** Entries provided follows **

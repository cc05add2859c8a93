//! routegrid-reassign — moving work between drivers mid-execution.
//!
//! Three tenant- and job-scoped operations: `options` ranks replacement
//! drivers for an absent one, `impact` estimates what a candidate would
//! absorb, and `apply` rewrites the job's result (and, on a confirmed
//! plan, the live stop rows) in one atomic commit. Distances are
//! great-circle estimates; there is no road network in this engine.

pub mod engine;
pub mod geo;

pub use engine::{
    ApplyOutcome, ApplyRequest, AvailabilityStatus, CandidateDriver, ImpactEstimate,
    ImpactRequest, OptionsOutcome, OptionsRequest, OrderMove, RankStrategy, ReassignError,
    ReassignmentEngine,
};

** End of Entries provided **

## [What the task requires]
Those lines from the one with "pub mod geo;" through the last line of the material above are to be retyped exactly, with nothing else.

## [Response area]
pub mod geo;

pub use engine::{
    ApplyOutcome, ApplyRequest, AvailabilityStatus, CandidateDriver, ImpactEstimate,
    ImpactRequest, OptionsOutcome, OptionsRequest, OrderMove, RankStrategy, ReassignError,
    ReassignmentEngine,
};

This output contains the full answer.